## Supplied material
■ ■ ■ ■ ■ ■ ■

//! Safety pre-filter: static, synchronous checks on size, extension,
//! and declared MIME type.
//!
//! The pre-filter runs before any network or scanning cost is paid.
//! It is pure: no I/O, no side effects. Rules are evaluated in a
//! fixed order and the first violation wins; reasons are never
//! aggregated.

use crate::core::{CandidateFile, SafetyVerdict};

/// File extensions rejected outright, regardless of declared MIME
/// type: binaries, shells, installers, and interpreted scripts.
const DENIED_EXTENSIONS: &[&str] = &[
    "exe", "dll", "com", "scr", "pif", "cpl", "msi", "msp", "jar", "apk", "app", "deb", "rpm",
    "bat", "cmd", "ps1", "psm1", "sh", "bash", "zsh", "csh", "vbs", "vbe", "js", "jse", "wsf",
    "wsh", "hta",
];

/// Declared MIME types accepted by the pre-filter: common image,
/// document, archive, and text types. An empty declaration is
/// tolerated and deferred to the scanner.
const ALLOWED_MIME_TYPES: &[&str] = &[
    "image/jpeg",
    "image/png",
    "image/gif",
    "image/webp",
    "image/bmp",
    "application/pdf",
    "application/msword",
    "application/vnd.openxmlformats-officedocument.wordprocessingml.document",
    "application/vnd.ms-excel",
    "application/vnd.openxmlformats-officedocument.spreadsheetml.sheet",
    "application/vnd.ms-powerpoint",
    "application/vnd.openxmlformats-officedocument.presentationml.presentation",
    "application/zip",
    "application/x-7z-compressed",
    "application/x-rar-compressed",
    "application/gzip",
    "application/json",
    "text/plain",
    "text/csv",
    "text/markdown",
];

/// Synchronous pre-scan rejection based on size, extension, and
/// declared MIME type.
///
/// The size ceiling is caller-supplied because it depends on which
/// backend is active downstream: a database-backed store accepts a
/// smaller ceiling than an object-store backend.
///
/// # Examples
///
/// ```rust
/// use attachguard::core::CandidateFile;
/// use attachguard::prefilter::SafetyFilter;
///
/// let filter = SafetyFilter::new(10 * 1024 * 1024);
/// let file = CandidateFile::from_bytes("setup.exe", vec![0x4d, 0x5a]);
/// assert!(!filter.check(&file).safe);
/// ```
#[derive(Debug, Clone)]
pub struct SafetyFilter {
    /// Maximum accepted file size in bytes.
    max_file_size: u64,
}

impl SafetyFilter {
    /// Creates a filter with the given size ceiling in bytes.
    pub fn new(max_file_size: u64) -> Self {
        Self { max_file_size }
    }

    /// Returns the active size ceiling in bytes.
    pub fn max_file_size(&self) -> u64 {
        self.max_file_size
    }

    /// Checks a candidate file against every pre-filter rule.
    ///
    /// Rule order: size ceiling, extension deny-list, MIME allow-list.
    /// Returns the first violated rule's reason.
    pub fn check(&self, file: &CandidateFile) -> SafetyVerdict {
        if file.byte_size > self.max_file_size {
            return SafetyVerdict::rejected(format!(
                "file size {} bytes exceeds the {} byte limit",
                file.byte_size, self.max_file_size
            ));
        }

        if let Some(ext) = file.extension() {
            if DENIED_EXTENSIONS.contains(&ext.as_str()) {
                return SafetyVerdict::rejected(format!(
                    "file type '.{}' is not allowed for security reasons",
                    ext
                ));
            }
        }

        match file.declared_mime_type.as_deref() {
            // Browsers frequently omit the MIME type; the scanner
            // still inspects the content either way.
            None | Some("") => {}
            Some(mime) => {
                if !ALLOWED_MIME_TYPES.contains(&mime) {
                    return SafetyVerdict::rejected(format!(
                        "declared content type '{}' is not allowed",
                        mime
                    ));
                }
            }
        }

        SafetyVerdict::safe()
    }
}

#[cfg(test)]
mod tests {
    use super::*;

    fn filter() -> SafetyFilter {
        SafetyFilter::new(10 * 1024 * 1024)
    }

    #[test]
    fn test_denied_extension_wins_over_mime() {
        // A deny-listed extension is rejected even with an allowed
        // MIME type and a tiny size.
        let file =
            CandidateFile::from_bytes("invoice.exe", vec![1, 2, 3]).with_mime_type("image/png");
        let verdict = filter().check(&file);
        assert!(!verdict.safe);
        assert!(verdict.reason.unwrap().contains(".exe"));
    }

    #[test]
    fn test_denied_extension_case_insensitive() {
        let file = CandidateFile::from_bytes("Setup.EXE", vec![0]);
        assert!(!filter().check(&file).safe);
    }

    #[test]
    fn test_trailing_dot_does_not_bypass_deny_list() {
        // Windows strips trailing dots on save, so `tool.exe.` lands
        // on disk as `tool.exe`.
        let file = CandidateFile::from_bytes("tool.exe.", vec![0]);
        let verdict = filter().check(&file);
        assert!(!verdict.safe);
        assert!(verdict.reason.unwrap().contains(".exe"));
    }

    #[test]
    fn test_size_ceiling() {
        let filter = SafetyFilter::new(4);
        let file = CandidateFile::from_bytes("big.txt", vec![0u8; 5]);
        let verdict = filter.check(&file);
        assert!(!verdict.safe);
        assert!(verdict.reason.unwrap().contains("exceeds"));

        let file = CandidateFile::from_bytes("ok.txt", vec![0u8; 4]);
        assert!(filter.check(&file).safe);
    }

    #[test]
    fn test_size_checked_before_extension() {
        // First violated rule wins: an oversized .exe reports the
        // size reason, not the extension reason.
        let filter = SafetyFilter::new(1);
        let file = CandidateFile::from_bytes("tool.exe", vec![0u8; 2]);
        let verdict = filter.check(&file);
        assert!(verdict.reason.unwrap().contains("byte limit"));
    }

    #[test]
    fn test_unknown_mime_tolerated() {
        let file = CandidateFile::from_bytes("photo.jpg", vec![0xff, 0xd8]);
        assert!(filter().check(&file).safe);

        let file = CandidateFile::from_bytes("photo.jpg", vec![0xff, 0xd8]).with_mime_type("");
        assert!(filter().check(&file).safe);
    }

    #[test]
    fn test_disallowed_mime_rejected() {
        let file = CandidateFile::from_bytes("page.bin", vec![0])
            .with_mime_type("application/octet-stream");
        let verdict = filter().check(&file);
        assert!(!verdict.safe);
        assert!(verdict.reason.unwrap().contains("octet-stream"));
    }

    #[test]
    fn test_allowed_mime_passes() {
        let file = CandidateFile::from_bytes("doc.pdf", b"%PDF".to_vec())
            .with_mime_type("application/pdf");
        assert!(filter().check(&file).safe);
    }
}
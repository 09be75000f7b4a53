//! OS signal handling.
//!
//! SIGINT and SIGTERM both stop the gateway immediately; in-flight requests
//! are not drained.

use crate::lifecycle::shutdown::Shutdown;

/// Resolves on the first termination signal and returns its name.
pub async fn wait_for_termination() -> &'static str {
    let ctrl_c = async {
        if let Err(e) = tokio::signal::ctrl_c().await {
            tracing::error!(error = %e, "Failed to listen for Ctrl+C");
            std::future::pending::<()>().await;
        }
    };

    #[cfg(unix)]
    let terminate = async {
        use tokio::signal::unix::{signal, SignalKind};
        match signal(SignalKind::terminate()) {
            Ok(mut stream) => {
                stream.recv().await;
            }
            Err(e) => {
                tracing::error!(error = %e, "Failed to listen for SIGTERM");
                std::future::pending::<()>().await;
            }
        }
    };

    #[cfg(not(unix))]
    let terminate = std::future::pending::<()>();

    tokio::select! {
        _ = ctrl_c => "SIGINT",
        _ = terminate => "SIGTERM",
    }
}

/// Trigger `shutdown` when the process is asked to terminate.
pub fn spawn_listener(shutdown: Shutdown) {
    tokio::spawn(async move {
        let signal = wait_for_termination().await;
        tracing::info!(signal, "Shutdown signal received");
        shutdown.trigger();
    });
}
//! Liveness report.
//!
//! Answers without touching the upstream, so it succeeds for as long as the
//! process can serve HTTP at all.

use axum::{
    http::{header, HeaderValue, StatusCode},
    response::{IntoResponse, Response},
    Json,
};
use chrono::{SecondsFormat, Utc};
use serde::Serialize;

/// Static part of the report, fixed at startup.
#[derive(Debug, Clone)]
pub struct LivenessInfo {
    message: String,
    targets: Vec<String>,
}

impl LivenessInfo {
    pub fn new(name: &str, targets: Vec<String>) -> Self {
        Self {
            message: format!("{name} is running"),
            targets,
        }
    }

    /// Snapshot the report at the current instant.
    pub fn report(&self) -> LivenessReport {
        LivenessReport {
            status: "OK",
            message: self.message.clone(),
            timestamp: Utc::now().to_rfc3339_opts(SecondsFormat::Millis, true),
            targets: self.targets.clone(),
        }
    }
}

#[derive(Debug, Clone, Serialize)]
pub struct LivenessReport {
    pub status: &'static str,
    pub message: String,
    pub timestamp: String,
    pub targets: Vec<String>,
}

impl IntoResponse for LivenessReport {
    fn into_response(self) -> Response {
        (
            StatusCode::OK,
            [(header::ACCESS_CONTROL_ALLOW_ORIGIN, HeaderValue::from_static("*"))],
            Json(self),
        )
            .into_response()
    }
}
//! Configuration schema definitions.
//!
//! This module defines the complete configuration structure for the gateway.
//! All types derive Serde traits for deserialization from config files, and
//! every field has a default so an empty file yields a working gateway.

use serde::{Deserialize, Serialize};

/// Browser-like identification sent upstream in place of the caller's.
pub const DEFAULT_USER_AGENT: &str = "Mozilla/5.0 (Windows NT 10.0; Win64; x64) \
     AppleWebKit/537.36 (KHTML, like Gecko) Chrome/120 Safari/537.36";

/// Header carrying the upstream API credential.
pub const DEFAULT_CREDENTIAL_HEADER: &str = "CJ-Access-Token";

/// Root configuration for the gateway.
#[derive(Debug, Clone, Deserialize, Serialize)]
#[serde(default)]
pub struct GatewayConfig {
    /// Display name, used in the liveness message.
    pub name: String,

    /// Listener configuration (bind address, body limit).
    pub listener: ListenerConfig,

    /// Upstream client settings shared by every rule.
    pub upstream: UpstreamConfig,

    /// Proxy rules, evaluated in order. First match wins.
    pub rules: Vec<RuleConfig>,

    /// Cross-origin policy.
    pub cors: CorsConfig,

    /// Observability settings.
    pub observability: ObservabilityConfig,
}

impl Default for GatewayConfig {
    fn default() -> Self {
        Self {
            name: "CJ Dropshipping CORS Proxy Server".to_string(),
            listener: ListenerConfig::default(),
            upstream: UpstreamConfig::default(),
            rules: vec![RuleConfig::default()],
            cors: CorsConfig::default(),
            observability: ObservabilityConfig::default(),
        }
    }
}

/// Listener configuration.
#[derive(Debug, Clone, Deserialize, Serialize)]
#[serde(default)]
pub struct ListenerConfig {
    /// Bind address (e.g., "127.0.0.1:3001").
    pub bind_address: String,

    /// Largest request body accepted for forwarding, in bytes.
    pub max_body_bytes: usize,
}

impl Default for ListenerConfig {
    fn default() -> Self {
        Self {
            bind_address: "127.0.0.1:3001".to_string(),
            max_body_bytes: 10 * 1024 * 1024,
        }
    }
}

/// Upstream client configuration.
#[derive(Debug, Clone, Deserialize, Serialize)]
#[serde(default)]
pub struct UpstreamConfig {
    /// Connection establishment timeout in seconds.
    pub connect_timeout_secs: u64,

    /// Total request timeout (connect, send, full response) in seconds.
    pub request_timeout_secs: u64,

    /// How long an idle keep-alive connection stays in the pool.
    pub pool_idle_timeout_secs: u64,

    /// Maximum idle connections kept per upstream host.
    pub pool_max_idle_per_host: usize,

    /// Outbound `User-Agent` override.
    pub user_agent: String,

    /// Credential header propagated from the caller when present.
    pub credential_header: String,

    /// Append `X-Forwarded-For`, `X-Forwarded-Proto` and `X-Forwarded-Host`.
    pub forwarded_headers: bool,

    /// Honor `HTTP_PROXY`/`HTTPS_PROXY` from the environment.
    pub use_system_proxy: bool,
}

impl Default for UpstreamConfig {
    fn default() -> Self {
        Self {
            connect_timeout_secs: 30,
            request_timeout_secs: 30,
            pool_idle_timeout_secs: 90,
            pool_max_idle_per_host: 16,
            user_agent: DEFAULT_USER_AGENT.to_string(),
            credential_header: DEFAULT_CREDENTIAL_HEADER.to_string(),
            forwarded_headers: true,
            use_system_proxy: false,
        }
    }
}

/// A single prefix-rewrite rule.
#[derive(Debug, Clone, Deserialize, Serialize)]
pub struct RuleConfig {
    /// Rule identifier for logging/metrics.
    pub name: String,

    /// Inbound path prefix to match (segment boundary).
    pub source_prefix: String,

    /// Replacement for `source_prefix` in the outbound path.
    #[serde(default)]
    pub target_prefix: String,

    /// Upstream authority (`host` or `host:port`).
    pub upstream_host: String,

    /// Use HTTPS towards the upstream.
    #[serde(default = "default_tls")]
    pub tls: bool,
}

fn default_tls() -> bool {
    true
}

impl Default for RuleConfig {
    fn default() -> Self {
        Self {
            name: "cj".to_string(),
            source_prefix: "/api/cj".to_string(),
            target_prefix: "/api2.0/v1".to_string(),
            upstream_host: "developers.cjdropshipping.com".to_string(),
            tls: true,
        }
    }
}

/// Cross-origin policy.
#[derive(Debug, Clone, Deserialize, Serialize)]
#[serde(default)]
pub struct CorsConfig {
    /// Exact origins (`scheme://host[:port]`) allowed on proxy routes.
    pub allowed_origins: Vec<String>,

    /// Methods advertised in `Access-Control-Allow-Methods`.
    pub allow_methods: Vec<String>,

    /// Headers advertised in `Access-Control-Allow-Headers`.
    pub allow_headers: Vec<String>,

    /// Headers advertised in `Access-Control-Expose-Headers`.
    pub expose_headers: Vec<String>,

    /// Pre-flight cache lifetime in seconds.
    pub max_age_secs: u64,
}

impl Default for CorsConfig {
    fn default() -> Self {
        let headers = vec![
            "Content-Type".to_string(),
            "Authorization".to_string(),
            DEFAULT_CREDENTIAL_HEADER.to_string(),
        ];
        Self {
            allowed_origins: vec![
                "http://localhost:5500".to_string(),
                "http://127.0.0.1:5500".to_string(),
                "http://localhost:52000".to_string(),
                "http://localhost:3000".to_string(),
                "http://localhost:8080".to_string(),
            ],
            allow_methods: ["GET", "POST", "PUT", "DELETE", "OPTIONS"]
                .iter()
                .map(|m| m.to_string())
                .collect(),
            allow_headers: headers.clone(),
            expose_headers: headers,
            max_age_secs: 86_400,
        }
    }
}

/// Log output format.
#[derive(Debug, Clone, Copy, Deserialize, Serialize, PartialEq, Eq, Default)]
#[serde(rename_all = "lowercase")]
pub enum LogFormat {
    #[default]
    Pretty,
    Json,
}

/// Observability configuration.
#[derive(Debug, Clone, Deserialize, Serialize)]
#[serde(default)]
pub struct ObservabilityConfig {
    /// Log level (trace, debug, info, warn, error).
    pub log_level: String,

    /// Human-readable or JSON log lines.
    pub log_format: LogFormat,

    /// Enable the Prometheus metrics endpoint.
    pub metrics_enabled: bool,

    /// Metrics endpoint bind address.
    pub metrics_address: String,
}

impl Default for ObservabilityConfig {
    fn default() -> Self {
        Self {
            log_level: "info".to_string(),
            log_format: LogFormat::Pretty,
            metrics_enabled: false,
            metrics_address: "127.0.0.1:9090".to_string(),
        }
    }
}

■ ■ ■ ■ ■ ■ ■

## Problem requirements
Going through the records, work out how many lines contain the word "accepted". Please answer with the number only.

## Response to the task
3